De meeste mensen prijzen eerlijkheid, maar menen dat helemaal niet. In mijn vriendenkring is het bekend dat je met een nieuwe outfit niet aan mij moet vragen of het staat, omdat je dan het risico loopt dat ik ga roepen dat het geen gezicht is. En dat je maar beter geen cadeautjes voor me koopt, omdat ik niet kan doen alsof ik er blij mee ben. Ik kan gewoon niet liegen. Zelfs geen leugentje om bestwil.
Ik snap dat dat in de wereld der NT’ers niet gebruikelijk is, maar ik begrijp het niet. Zou de wereld er niet veel beter uitzien als we allemaal gewoon zeiden wat we dachten? En dan bedoel ik niet dat mensen kwetsen een goed idee is, maar dat we leren dat kritiek niet persoonlijk bedoeld is. Als ik vind dat een plan dat jij oppert, geen slim plan is, bedoel ik ook precies dat: het plan is niet slim, jij bent dat wél. Hetzelfde geldt voor de nieuwe outfit: die broek is lelijk, jij niet. Voor mij is dat duidelijk, voor de meeste mensen niet. Conclusie: ik ben bot. Mij ontbreekt het aan tact.
Dat toneelspelen kost mij de meeste energie. Van een gesprek met goede vriend word ik niet moe, van praten met een vage kennis of vreemde moet ik echt bijkomen. Gedurende het gesprek moet ik me er constant aan herinneren te blijven glimlachen, goed te luisteren en te veinzen dat ik geïnteresseerd ben. Meningen waar ik het absoluut niet mee eens ben, krijgen een knikje en worden beantwoord met: ‘Ja, dat snap ik.’ (Ik snap er niks van, het slaat namelijk nergens op wat je zegt.) Moe, moe, moe.
Omgekeerd werkt het ook: mensen worden moe van mij. Want áls ik op de praatstoel zit, dan houd ik niet meer op. Drie uur kletsen aan de telefoon, ik draai er mijn hand niet voor om. En hints om maar eens op te hangen, pik ik natuurlijk niet op.

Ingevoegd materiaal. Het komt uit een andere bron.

use async_trait::async_trait;
use futures::stream::BoxStream;
use futures::StreamExt;
use kube::api::{Api, DeleteParams, ListParams, PostParams};
use kube::runtime::{watcher, WatchStreamExt};
use kube::Client;
use tracing::warn;

use super::{ObjectKey, ResourceStore, Result, StoreError, StoreObject};

/// [`ResourceStore`] over the Kubernetes API.
pub struct KubeStore<K> {
    client: Client,
    namespace: Option<String>,
    label_selector: Option<String>,
    _kind: std::marker::PhantomData<fn() -> K>,
}

impl<K: StoreObject> KubeStore<K> {
    pub fn new(client: Client, namespace: Option<String>) -> Self {
        Self {
            client,
            namespace,
            label_selector: None,
            _kind: std::marker::PhantomData,
        }
    }

    /// Restrict `list` and `watch` to matching objects.
    pub fn with_label_selector(mut self, selector: &str) -> Self {
        self.label_selector = Some(selector.to_string());
        self
    }

    fn namespaced(&self, namespace: &str) -> Api<K> {
        Api::namespaced(self.client.clone(), namespace)
    }

    fn scoped(&self, namespace: Option<&str>) -> Api<K> {
        match namespace.or(self.namespace.as_deref()) {
            Some(ns) => Api::namespaced(self.client.clone(), ns),
            None => Api::all(self.client.clone()),
        }
    }

    fn name_of(obj: &K) -> Result<String> {
        obj.meta()
            .name
            .clone()
            .ok_or_else(|| StoreError::MissingName(K::kind(&()).to_string()))
    }

    fn map_err(err: kube::Error, key: ObjectKey) -> StoreError {
        let kind = K::kind(&()).to_string();
        match &err {
            kube::Error::Api(resp) if resp.code == 404 => StoreError::NotFound { kind, key },
            kube::Error::Api(resp) if resp.code == 409 && resp.reason == "AlreadyExists" => {
                StoreError::AlreadyExists { kind, key }
            }
            kube::Error::Api(resp) if resp.code == 409 => StoreError::Conflict { kind, key },
            _ => StoreError::Kube(err),
        }
    }
}

#[async_trait]
impl<K: StoreObject> ResourceStore<K> for KubeStore<K> {
    async fn get(&self, namespace: &str, name: &str) -> Result<Option<K>> {
        Ok(self.namespaced(namespace).get_opt(name).await?)
    }

    async fn list(&self, namespace: Option<&str>) -> Result<Vec<K>> {
        let mut params = ListParams::default();
        if let Some(selector) = &self.label_selector {
            params = params.labels(selector);
        }
        let list = self.scoped(namespace).list(&params).await?;
        Ok(list.items)
    }

    async fn create(&self, obj: &K) -> Result<K> {
        let key = ObjectKey::of(obj);
        self.namespaced(&key.namespace)
            .create(&PostParams::default(), obj)
            .await
            .map_err(|e| Self::map_err(e, key))
    }

    async fn replace(&self, obj: &K) -> Result<K> {
        let name = Self::name_of(obj)?;
        let key = ObjectKey::of(obj);
        self.namespaced(&key.namespace)
            .replace(&name, &PostParams::default(), obj)
            .await
            .map_err(|e| Self::map_err(e, key))
    }

    async fn replace_status(&self, obj: &K) -> Result<K> {
        let name = Self::name_of(obj)?;
        let key = ObjectKey::of(obj);
        let body = serde_json::to_vec(obj)?;
        self.namespaced(&key.namespace)
            .replace_status(&name, &PostParams::default(), body)
            .await
            .map_err(|e| Self::map_err(e, key))
    }

    async fn delete(&self, namespace: &str, name: &str) -> Result<()> {
        match self
            .namespaced(namespace)
            .delete(name, &DeleteParams::background())
            .await
        {
            Ok(_) => Ok(()),
            Err(kube::Error::Api(resp)) if resp.code == 404 => Ok(()),
            Err(e) => Err(Self::map_err(e, ObjectKey::new(namespace, name))),
        }
    }

    fn watch(&self) -> BoxStream<'static, K> {
        let api = self.scoped(None);
        let mut config = watcher::Config::default();
        if let Some(selector) = &self.label_selector {
            config = config.labels(selector);
        }
        let kind = K::kind(&()).to_string();
        watcher(api, config)
            .default_backoff()
            .applied_objects()
            .filter_map(move |event| {
                let kind = kind.clone();
                async move {
                    match event {
                        Ok(obj) => Some(obj),
                        Err(e) => {
                            warn!(kind = %kind, error = %e, "Watch error");
                            None
                        }
                    }
                }
            })
            .boxed()
    }
}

Net zomin als de verveelde blikken in live-gesprekken.
Dus heb ik vrienden en collega’s opgevoed: als je wilt dat ik stop met praten, zeg dat gewoon. Nou, dat was toch raar! Het is toch niet netjes om iemand de mond te snoeren? Nee, anderhalf uur naar mijn gekakel luisteren dat bij jou het ene oor in en het andere oor uit gaat, dát is netjes. Soms hoor je mensen gewoon gapen, de was opvouwen of zelfs tussendoor naar de wc gaan! Het heeft even geduurd hoor, en er zijn nog steeds mensen die er moeite mee hebben, maar de meeste mensen in mijn omgeving zeggen tijdens een telefoongesprek ineens: ‘Zeg, ik moet nu ophangen, dus we praten later verder.’ Heerlijk duidelijk!
Met cadeautjes geven is het me nog niet gelukt. Hoe vaak je ook zegt: ‘Ik wil geen cadeautje’ of ‘Je hoeft niets mee te nemen’, blijkt dat voor de meeste NT’ers uitermate tegennatuurlijk. Er moet echt iets overhandigd worden. En dat doen ze dan ook. Maar wel met de opmerking: ‘Je zult het wel niets vinden’ of ‘Je mag het ruilen hoor’. En dat vind ik dan meteen het grootste cadeau.